Still, it is hard not to listen to their best work and smile. There is reason they were so popular back in the day. When they were good, they were very, very good, and when they were bad—well, you get the idea. The best thing about A Retrospective 1962-1970, the new CD from Real Gone Music, is that it separates the wheat from most of the chaff. There are 25 tracks on this single CD and hardly a clinker in the bunch. Sure there are some songs—especially those from the later date---which will rub the folkies the wrong way, but for the less pedantic listener, even these will be welcome reminders of a happy past.

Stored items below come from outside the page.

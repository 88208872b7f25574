use std::fmt;
use std::net::Ipv4Addr;
use std::sync::LazyLock;

use serde::Serialize;

use crate::codec::{BuildError, CodecError, DispatchTable, Element, RawView, check_width, get_bits};
use crate::protocols::numbers::IpV4OptionType;

use super::layout;

/// Timestamp option contents, by the option's flag nibble.
#[derive(Debug, Clone, PartialEq, Eq, Hash, Serialize)]
pub enum IpV4TimestampData {
    /// Flag 0: timestamps only.
    TimestampsOnly(Vec<u32>),
    /// Flags 1 and 3: address/timestamp pairs.
    AddressAndTimestamps(Vec<(Ipv4Addr, u32)>),
    /// Any other flag: bytes kept verbatim.
    Raw(Vec<u8>),
}

#[derive(Debug, Clone, PartialEq, Eq, Hash, Serialize)]
pub enum IpV4Option {
    EndOfOptionList,
    NoOperation,
    /// Record Route, Loose and Strict Source Route share this shape.
    Route {
        option_type: IpV4OptionType,
        pointer: u8,
        route: Vec<Ipv4Addr>,
    },
    Timestamp {
        pointer: u8,
        overflow: u8,
        flag: u8,
        data: IpV4TimestampData,
    },
    StreamId(u16),
    RouterAlert(u16),
    Unknown {
        option_type: IpV4OptionType,
        data: Vec<u8>,
    },
}

impl IpV4Option {
    pub fn option_type(&self) -> IpV4OptionType {
        match self {
            IpV4Option::EndOfOptionList => IpV4OptionType::END_OF_OPTION_LIST,
            IpV4Option::NoOperation => IpV4OptionType::NO_OPERATION,
            IpV4Option::Route { option_type, .. } => *option_type,
            IpV4Option::Timestamp { .. } => IpV4OptionType::TIMESTAMP,
            IpV4Option::StreamId(_) => IpV4OptionType::STREAM_ID,
            IpV4Option::RouterAlert(_) => IpV4OptionType::ROUTER_ALERT,
            IpV4Option::Unknown { option_type, .. } => *option_type,
        }
    }

    pub fn validate(&self) -> Result<(), BuildError> {
        if let IpV4Option::Timestamp { overflow, flag, .. } = self {
            check_width(
                "IPv4",
                "timestamp_overflow",
                u64::from(*overflow),
                layout::TIMESTAMP_OVERFLOW_BITS,
            )?;
            check_width("IPv4", "timestamp_flag", u64::from(*flag), layout::TIMESTAMP_FLAG_BITS)?;
        }
        match self {
            IpV4Option::EndOfOptionList | IpV4Option::NoOperation => Ok(()),
            _ => check_width(
                "IPv4",
                "option_length",
                self.length() as u64,
                layout::OPTION_LENGTH_BITS,
            ),
        }
    }

    pub fn write_to(&self, out: &mut Vec<u8>) {
        let option_type = self.option_type().value();
        match self {
            IpV4Option::EndOfOptionList | IpV4Option::NoOperation => out.push(option_type),
            IpV4Option::Route { pointer, route, .. } => {
                out.extend_from_slice(&[option_type, self.length() as u8, *pointer]);
                for addr in route {
                    out.extend_from_slice(&addr.octets());
                }
            }
            IpV4Option::Timestamp {
                pointer,
                overflow,
                flag,
                data,
            } => {
                out.extend_from_slice(&[
                    option_type,
                    self.length() as u8,
                    *pointer,
                    (overflow << 4) | (flag & layout::TIMESTAMP_FLAG_MASK),
                ]);
                match data {
                    IpV4TimestampData::TimestampsOnly(stamps) => {
                        for stamp in stamps {
                            out.extend_from_slice(&stamp.to_be_bytes());
                        }
                    }
                    IpV4TimestampData::AddressAndTimestamps(pairs) => {
                        for (addr, stamp) in pairs {
                            out.extend_from_slice(&addr.octets());
                            out.extend_from_slice(&stamp.to_be_bytes());
                        }
                    }
                    IpV4TimestampData::Raw(bytes) => out.extend_from_slice(bytes),
                }
            }
            IpV4Option::StreamId(value) | IpV4Option::RouterAlert(value) => {
                out.extend_from_slice(&[option_type, self.length() as u8]);
                out.extend_from_slice(&value.to_be_bytes());
            }
            IpV4Option::Unknown { data, .. } => {
                out.extend_from_slice(&[option_type, self.length() as u8]);
                out.extend_from_slice(data);
            }
        }
    }
}

impl Element for IpV4Option {
    fn length(&self) -> usize {
        match self {
            IpV4Option::EndOfOptionList | IpV4Option::NoOperation => 1,
            IpV4Option::Route { route, .. } => layout::ROUTE_OPTION_MIN_LEN + route.len() * 4,
            IpV4Option::Timestamp { data, .. } => {
                layout::TIMESTAMP_OPTION_MIN_LEN
                    + match data {
                        IpV4TimestampData::TimestampsOnly(stamps) => stamps.len() * 4,
                        IpV4TimestampData::AddressAndTimestamps(pairs) => pairs.len() * 8,
                        IpV4TimestampData::Raw(bytes) => bytes.len(),
                    }
            }
            IpV4Option::StreamId(_) => layout::STREAM_ID_OPTION_LEN,
            IpV4Option::RouterAlert(_) => layout::ROUTER_ALERT_OPTION_LEN,
            IpV4Option::Unknown { data, .. } => layout::OPTION_MIN_LEN + data.len(),
        }
    }
}

impl fmt::Display for IpV4Option {
    fn fmt(&self, f: &mut fmt::Formatter<'_>) -> fmt::Result {
        write!(f, "[option-type: {}]", self.option_type())?;
        match self {
            IpV4Option::EndOfOptionList | IpV4Option::NoOperation => Ok(()),
            IpV4Option::Route { pointer, route, .. } => {
                let route = route.iter().map(|a| a.to_string()).collect::<Vec<_>>();
                write!(f, " [pointer: {}] [route: {}]", pointer, route.join(" "))
            }
            IpV4Option::Timestamp {
                pointer,
                overflow,
                flag,
                ..
            } => write!(f, " [pointer: {}] [overflow: {}] [flag: {}]", pointer, overflow, flag),
            IpV4Option::StreamId(id) => write!(f, " [stream id: {}]", id),
            IpV4Option::RouterAlert(value) => write!(f, " [value: {}]", value),
            IpV4Option::Unknown { data, .. } => {
                write!(f, " [data: 0x{}]", crate::codec::packet::hex(data))
            }
        }
    }
}

type OptionDecoder = fn(RawView<'_>) -> Result<IpV4Option, CodecError>;

static OPTION_DECODERS: LazyLock<DispatchTable<OptionDecoder>> = LazyLock::new(|| {
    DispatchTable::new(decode_unknown as OptionDecoder)
        .with(IpV4OptionType::END_OF_OPTION_LIST.value(), decode_single_byte as OptionDecoder)
        .with(IpV4OptionType::NO_OPERATION.value(), decode_single_byte as OptionDecoder)
        .with(IpV4OptionType::RECORD_ROUTE.value(), decode_route as OptionDecoder)
        .with(IpV4OptionType::LOOSE_SOURCE_ROUTING.value(), decode_route as OptionDecoder)
        .with(IpV4OptionType::STRICT_SOURCE_ROUTING.value(), decode_route as OptionDecoder)
        .with(IpV4OptionType::TIMESTAMP.value(), decode_timestamp as OptionDecoder)
        .with(IpV4OptionType::STREAM_ID.value(), decode_stream_id as OptionDecoder)
        .with(IpV4OptionType::ROUTER_ALERT.value(), decode_router_alert as OptionDecoder)
});

/// Decode the option starting at the first byte of `view`.
pub fn decode_option(view: RawView<'_>) -> Result<IpV4Option, CodecError> {
    let option_type = view.read_u8(layout::OPTION_TYPE_OFFSET)?;
    OPTION_DECODERS.get(option_type)(view.within("IPv4 option"))
}

/// Type/length/data prefix shared by all multi-byte options.
fn read_tlv<'a>(view: &RawView<'a>, min_len: usize) -> Result<(u8, &'a [u8]), CodecError> {
    view.require_len(layout::OPTION_MIN_LEN)?;
    let option_type = view.read_u8(layout::OPTION_TYPE_OFFSET)?;
    let length = view.read_u8(layout::OPTION_LENGTH_OFFSET)? as usize;
    if length < min_len {
        return Err(view.malformed(format!(
            "option {} length {} is below minimum {}",
            option_type, length, min_len
        )));
    }
    let data = view.read_slice(layout::OPTION_MIN_LEN..length)?;
    Ok((option_type, data))
}

fn decode_single_byte(view: RawView<'_>) -> Result<IpV4Option, CodecError> {
    match view.read_u8(layout::OPTION_TYPE_OFFSET)? {
        0 => Ok(IpV4Option::EndOfOptionList),
        _ => Ok(IpV4Option::NoOperation),
    }
}

fn decode_route(view: RawView<'_>) -> Result<IpV4Option, CodecError> {
    let (option_type, data) = read_tlv(&view, layout::ROUTE_OPTION_MIN_LEN)?;
    let (pointer, addrs) = data.split_at(1);
    if addrs.len() % 4 != 0 {
        return Err(view.malformed(format!(
            "route data length {} is not a multiple of 4",
            addrs.len()
        )));
    }
    let route = addrs
        .chunks_exact(4)
        .map(|c| Ipv4Addr::new(c[0], c[1], c[2], c[3]))
        .collect();
    Ok(IpV4Option::Route {
        option_type: IpV4OptionType(option_type),
        pointer: pointer[0],
        route,
    })
}

fn decode_timestamp(view: RawView<'_>) -> Result<IpV4Option, CodecError> {
    let (_, data) = read_tlv(&view, layout::TIMESTAMP_OPTION_MIN_LEN)?;
    let pointer = data[0];
    let overflow = get_bits(data[1], layout::TIMESTAMP_OVERFLOW_MASK, 4);
    let flag = get_bits(data[1], layout::TIMESTAMP_FLAG_MASK, 0);
    let body = &data[2..];
    let data = match flag {
        0 if body.len() % 4 == 0 => IpV4TimestampData::TimestampsOnly(
            body.chunks_exact(4)
                .map(|c| u32::from_be_bytes([c[0], c[1], c[2], c[3]]))
                .collect(),
        ),
        1 | 3 if body.len() % 8 == 0 => IpV4TimestampData::AddressAndTimestamps(
            body.chunks_exact(8)
                .map(|c| {
                    (
                        Ipv4Addr::new(c[0], c[1], c[2], c[3]),
                        u32::from_be_bytes([c[4], c[5], c[6], c[7]]),
                    )
                })
                .collect(),
        ),
        _ => IpV4TimestampData::Raw(body.to_vec()),
    };
    Ok(IpV4Option::Timestamp {
        pointer,
        overflow,
        flag,
        data,
    })
}

fn read_fixed_u16(view: &RawView<'_>, expected: usize) -> Result<u16, CodecError> {
    let (option_type, data) = read_tlv(view, layout::OPTION_MIN_LEN)?;
    if data.len() + layout::OPTION_MIN_LEN != expected {
        return Err(view.malformed(format!(
            "option {} must be {} bytes, got {}",
            option_type,
            expected,
            data.len() + layout::OPTION_MIN_LEN
        )));
    }
    Ok(u16::from_be_bytes([data[0], data[1]]))
}

fn decode_stream_id(view: RawView<'_>) -> Result<IpV4Option, CodecError> {
    Ok(IpV4Option::StreamId(read_fixed_u16(&view, layout::STREAM_ID_OPTION_LEN)?))
}

fn decode_router_alert(view: RawView<'_>) -> Result<IpV4Option, CodecError> {
    Ok(IpV4Option::RouterAlert(read_fixed_u16(
        &view,
        layout::ROUTER_ALERT_OPTION_LEN,
    )?))
}

fn decode_unknown(view: RawView<'_>) -> Result<IpV4Option, CodecError> {
    let (option_type, data) = read_tlv(&view, layout::OPTION_MIN_LEN)?;
    Ok(IpV4Option::Unknown {
        option_type: IpV4OptionType(option_type),
        data: data.to_vec(),
    })
}

#[cfg(test)]
mod tests {
    use super::*;

    fn round_trip(bytes: &[u8]) -> IpV4Option {
        let option = decode_option(RawView::of("test", bytes)).unwrap();
        let mut out = Vec::new();
        option.write_to(&mut out);
        assert_eq!(out, bytes);
        assert_eq!(option.length(), bytes.len());
        option
    }

    #[test]
    fn record_route_decodes_addresses() {
        let option = round_trip(&[7, 11, 4, 10, 0, 0, 1, 0, 0, 0, 0]);
        match option {
            IpV4Option::Route { pointer, route, .. } => {
                assert_eq!(pointer, 4);
                assert_eq!(route, [Ipv4Addr::new(10, 0, 0, 1), Ipv4Addr::UNSPECIFIED]);
            }
            other => panic!("unexpected option {other:?}"),
        }
    }

    #[test]
    fn timestamp_with_addresses() {
        let option = round_trip(&[68, 12, 5, 0x21, 192, 168, 0, 1, 0, 0, 1, 0]);
        match option {
            IpV4Option::Timestamp {
                overflow, flag, data, ..
            } => {
                assert_eq!(overflow, 2);
                assert_eq!(flag, 1);
                assert_eq!(
                    data,
                    IpV4TimestampData::AddressAndTimestamps(vec![(
                        Ipv4Addr::new(192, 168, 0, 1),
                        256
                    )])
                );
            }
            other => panic!("unexpected option {other:?}"),
        }
    }

    #[test]
    fn router_alert_and_unknown() {
        assert_eq!(round_trip(&[148, 4, 0, 0]), IpV4Option::RouterAlert(0));
        assert!(matches!(
            round_trip(&[30, 3, 0xaa]),
            IpV4Option::Unknown { .. }
        ));
    }

    #[test]
    fn length_below_two_is_malformed() {
        let err = decode_option(RawView::of("test", &[30, 1, 0])).unwrap_err();
        assert!(matches!(err, CodecError::Malformed { .. }));
    }

    #[test]
    fn length_past_window_is_too_short() {
        let err = decode_option(RawView::of("test", &[7, 11, 4, 10])).unwrap_err();
        assert!(matches!(err, CodecError::TooShort { .. }));
    }

    #[test]
    fn misaligned_route_is_malformed() {
        let err = decode_option(RawView::of("test", &[131, 5, 4, 1, 2])).unwrap_err();
        assert!(err.to_string().contains("multiple of 4"));
    }
}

The group, founded by Randy Sparks, underwent many personnel and some management changes over the years and the compilation illustrates the variety of its manifestations. The interesting thing is that through all the changes, the ensemble managed to maintain its signature sound, even after the departure of a gravel voice as distinctive as that of Barry McGuire. Extensive liner notes running 16 pages documenting the group's journey complete with archival photos by Christy historian, Tom Pickles, are included with the disc.